EXERCISE
Going through the entries below, copy out each line that contains "ToolResult".

(DATA LISTING begins)

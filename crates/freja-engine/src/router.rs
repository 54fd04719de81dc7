// Copyright (c) 2024-2026 Martin Schröder <info@swedishembedded.com>
//
// SPDX-License-Identifier: MIT
//! Turn routing.
//!
//! The conversation flow is an explicit state machine:
//!
//! ```text
//! entry -> {greeting, tool_handler, step_confirmation, validation,
//!           extraction, conversation}
//! greeting          -> end
//! tool_handler      -> conversation
//! step_confirmation -> end (short-circuit) | conversation
//! validation        -> conversation
//! extraction        -> finalize (direct action) | conversation
//! conversation      -> finalize (success) | end (model failure)
//! finalize          -> end
//! ```

use crate::session::{Session, TurnInput};

#[derive(Debug, Clone, Copy, PartialEq, Eq)]
pub(crate) enum Node {
    Greeting,
    ToolHandler,
    StepConfirmation,
    Validation,
    Extraction,
    Conversation,
    Finalize,
    End,
}

/// Pick the entry node for a turn.  First match wins.
pub(crate) fn route_entry(session: &Session, input: &TurnInput) -> Node {
    let message = input.user_message.trim();

    // New session with an empty message — greet.
    if session.history.is_empty() && message.is_empty() {
        return Node::Greeting;
    }
    // Tool results from the host — process them first.
    if !input.tool_results.is_empty() {
        return Node::ToolHandler;
    }
    // A step summary is awaiting the user's confirm/edit.
    if session.awaiting_step_confirmation && !message.is_empty() {
        return Node::StepConfirmation;
    }
    // The user answered a pending field — validate the answer.
    if session.pending_field_id.is_some() && !message.is_empty() {
        return Node::Validation;
    }
    // First real user message — run bulk extraction.
    if !session.initial_extraction_done {
        return Node::Extraction;
    }
    Node::Conversation
}

// ─── Unit tests ──────────────────────────────────────────────────────────────

#[cfg(test)]
mod tests {
    use super::*;
    use crate::action::AskKind;
    use crate::session::{HistoryEntry, ToolResult};
    use freja_form::FormDefinition;

    fn session() -> Session {
        Session::new(
            FormDefinition::parse(
                "---\ntitle: T\nfields:\n  - id: a\n    type: text\n    required: true\n---\nbody",
            )
            .unwrap(),
        )
    }

    #[test]
    fn fresh_session_with_empty_message_greets() {
        assert_eq!(route_entry(&session(), &TurnInput::default()), Node::Greeting);
    }

    #[test]
    fn tool_results_win_over_everything_after_greeting() {
        let mut s = session();
        s.history.push(HistoryEntry::assistant("hi"));
        s.awaiting_step_confirmation = true;
        s.pending_field_id = Some("a".into());
        let input = TurnInput {
            user_message: "yes".into(),
            tool_results: vec![ToolResult {
                tool_name: "t".into(),
                result: serde_json::json!({}),
            }],
        };
        assert_eq!(route_entry(&s, &input), Node::ToolHandler);
    }

    #[test]
    fn awaiting_confirmation_routes_to_step_confirmation() {
        let mut s = session();
        s.history.push(HistoryEntry::assistant("summary"));
        s.awaiting_step_confirmation = true;
        s.pending_field_id = Some("a".into());
        assert_eq!(
            route_entry(&s, &TurnInput::message("yes")),
            Node::StepConfirmation
        );
    }

    #[test]
    fn pending_field_routes_to_validation() {
        let mut s = session();
        s.history.push(HistoryEntry::assistant("hi"));
        s.initial_extraction_done = true;
        s.pending_field_id = Some("a".into());
        s.pending_action_type = Some(AskKind::Text);
        assert_eq!(route_entry(&s, &TurnInput::message("Bob")), Node::Validation);
    }

    #[test]
    fn first_real_message_routes_to_extraction() {
        let mut s = session();
        s.history.push(HistoryEntry::assistant("hi"));
        assert_eq!(
            route_entry(&s, &TurnInput::message("I'm Bob")),
            Node::Extraction
        );
    }

    #[test]
    fn default_routes_to_conversation() {
        let mut s = session();
        s.history.push(HistoryEntry::assistant("hi"));
        s.initial_extraction_done = true;
        assert_eq!(
            route_entry(&s, &TurnInput::message("tell me more")),
            Node::Conversation
        );
    }
}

(DATA LISTING ends)

ANSWER TO THIS EXERCISE
    use crate::session::{HistoryEntry, ToolResult};
            tool_results: vec![ToolResult {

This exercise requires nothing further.